Fino a pochi decenni fa, l’idea di scoprire tracce di vita su altri pianeti sembrava pura fantascienza. Oggi, invece, la scienza si avvicina sempre più a confermare che Marte non solo sia stato abitabile, ma possa aver ospitato forme di vita microbica per molto tempo. A sostenerlo è un nuovo studio pubblicato su Nature da un team internazionale di ricercatori, dopo l’annuncio ufficiale della NASA.

Le tracce della vita (forse)

Si è parlato di “vita”, ma nello specifico con che cosa abbiamo a che fare? La superficie marziana è da tempo scandagliata da sonde e rover: Spirit, Opportunity, Curiosity e, dal 2021, Perseverance.
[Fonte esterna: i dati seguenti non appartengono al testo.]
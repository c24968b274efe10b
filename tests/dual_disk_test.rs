// test of 800K images holding two DOS 3.3 volumes
use a2vol::bios::Order;
use a2vol::bios::device::Device;
use a2vol::fs::{FsKind,FileSystem};
use a2vol::img::DiskImageType;
use a2vol::DetectOptions;

fn init() {
    let _ = env_logger::builder().is_test(true).try_init();
}

/// Format both logical disks and put one distinct file on each
fn dual_image(first: Order,second: Order) -> Vec<u8> {
    let dev1 = Device::blank(first);
    let dev2 = dev1.sibling(second).expect("sibling failed");
    let mut d1 = FsKind::Dos33.format(dev1,"").expect("format failed");
    let mut d2 = FsKind::Dos33.format(dev2,"").expect("format failed");
    d1.write("ONE",&[1;300]).expect("write failed");
    d2.write("TWO",&[2;600]).expect("write failed");
    d1.device().to_bytes()
}

fn names(disk: &FileSystem) -> Vec<String> {
    disk.list("").unwrap().iter().map(|e| e.name.clone()).collect()
}

fn check_pair(buf: &[u8],first: Order,second: Order) {
    let mut found = a2vol::detect(buf,&DetectOptions::default()).expect("detection failed");
    assert_eq!(found.image_type,DiskImageType::Plain);
    assert!(found.hints.dos_order);
    assert_eq!(found.volumes.len(),2);
    assert_eq!(found.volumes[0].order(),first);
    assert_eq!(found.volumes[1].order(),second);
    assert_eq!(names(&found.volumes[0]),vec!["ONE"]);
    assert_eq!(names(&found.volumes[1]),vec!["TWO"]);
    let two = found.volumes[1].find("TWO").unwrap();
    assert_eq!(found.volumes[1].read(&two).unwrap(),vec![2;600]);
    // writing to one logical disk leaves the other alone
    let free2 = found.volumes[1].free_space().unwrap();
    found.volumes[0].write("THREE",&[3;5000]).expect("write failed");
    assert_eq!(found.volumes[1].free_space().unwrap(),free2);
    assert_eq!(names(&found.volumes[1]),vec!["TWO"]);
    let again = a2vol::detect(&found.to_bytes().unwrap(),&DetectOptions::default()).expect("detection failed");
    assert_eq!(names(&again.volumes[0]),vec!["ONE","THREE"]);
    let three = again.volumes[0].find("THREE").unwrap();
    assert_eq!(again.volumes[0].read(&three).unwrap(),vec![3;5000]);
}

#[test]
fn geometry() {
    init();
    let disk = FsKind::Dos33.format(Device::blank(Order::UniDos(1)),"").unwrap();
    let free = disk.free_space().unwrap();
    assert_eq!(free.total_units,50*32);
    assert_eq!(free.free_units,(50-4)*32);
    assert!(FsKind::Dos33.check(disk.device()));
    assert!(!FsKind::Cpm.check(disk.device()));
}

#[test]
fn unidos() {
    init();
    let buf = dual_image(Order::UniDos(1),Order::UniDos(2));
    assert_eq!(buf.len(),819200);
    check_pair(&buf,Order::UniDos(1),Order::UniDos(2));
}

#[test]
fn ozdos() {
    init();
    let buf = dual_image(Order::OzDos(1),Order::OzDos(2));
    assert_eq!(buf.len(),819200);
    check_pair(&buf,Order::OzDos(1),Order::OzDos(2));
}

#[test]
fn only_first_disk_formatted() {
    init();
    let mut disk = FsKind::Dos33.format(Device::blank(Order::UniDos(1)),"").unwrap();
    disk.write("LONELY",&[0]).unwrap();
    let found = a2vol::detect(&disk.device().to_bytes(),&DetectOptions::default()).expect("detection failed");
    assert_eq!(found.volumes.len(),1);
    assert_eq!(found.primary().order(),Order::UniDos(1));
}

#[test]
fn prodos_wins_on_800k() {
    init();
    let mut disk = FsKind::Prodos.format(Device::blank(Order::ProdosOrder(1600)),"BIG.ONE").unwrap();
    disk.write("HELLO",&[0;10]).unwrap();
    let found = a2vol::detect(&disk.device().to_bytes(),&DetectOptions::default()).expect("detection failed");
    assert_eq!(found.volumes.len(),1);
    assert_eq!(found.primary().kind(),FsKind::Prodos);
    assert!(found.hints.prodos_order);
    assert!(!found.hints.dos_order);
}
Proprio quest’ultimo ha rinvenuto in rocce sedimentarie giovani la presenza di carbonio organico, zolfo, ferro ossidato e fosforo, un mix di elementi che sulla Terra rappresenta il terreno ideale per lo sviluppo e la conservazione della vita microbica.

Durante le analisi, gli strumenti PIXL e SHERLOC hanno identificato sulla roccia macchie colorate e strutture mineralogiche particolari, soprannominate “macchie di leopardo”. Queste contengono due minerali chiave, la vivianite (fosfato di ferro idrato) e la greigite (solfuro di ferro). Entrambi sono noti sulla Terra per la loro associazione con ambienti ricchi di materia organica e attività microbica.

Gli scienziati avvertono però di non correre troppo: tali minerali possono formarsi anche in assenza di vita, attraverso processi puramente geochimici.

La prudenza della NASA

Questa missione di Perseverance è la più vicina alla scoperta della vita su Marte. L’identificazione di una potenziale biofirma sul Pianeta Rosso è un risultato rivoluzionario “, ha dichiarato Sean Duffy, amministratore ad interim della NASA. Ma ha aggiunto: “Portare i campioni sulla Terra sarebbe essenziale per confermare la scoperta, ma al momento non ci sono fondi previsti. Stiamo valutando soluzioni più rapide ed economiche per riuscirci “.

Perché è importante

La scoperta è sorprendente anche perché riguarda rocce sedimentarie giovani. Finora si pensava che le tracce di vita fossero confinate a formazioni molto più antiche. Ciò apre uno scenario inedito, ossia che Marte potrebbe essere rimasto abitabile più a lungo di quanto credessimo.

Il campione Sapphire Canyon rappresenta una delle prove più promettenti mai raccolte nella lunga esplorazione marziana. Non è ancora la certezza che tutti attendono, ma è forse il passo più vicino a rispondere alla domanda che ci accompagna da sempre: Siamo soli nell’universo?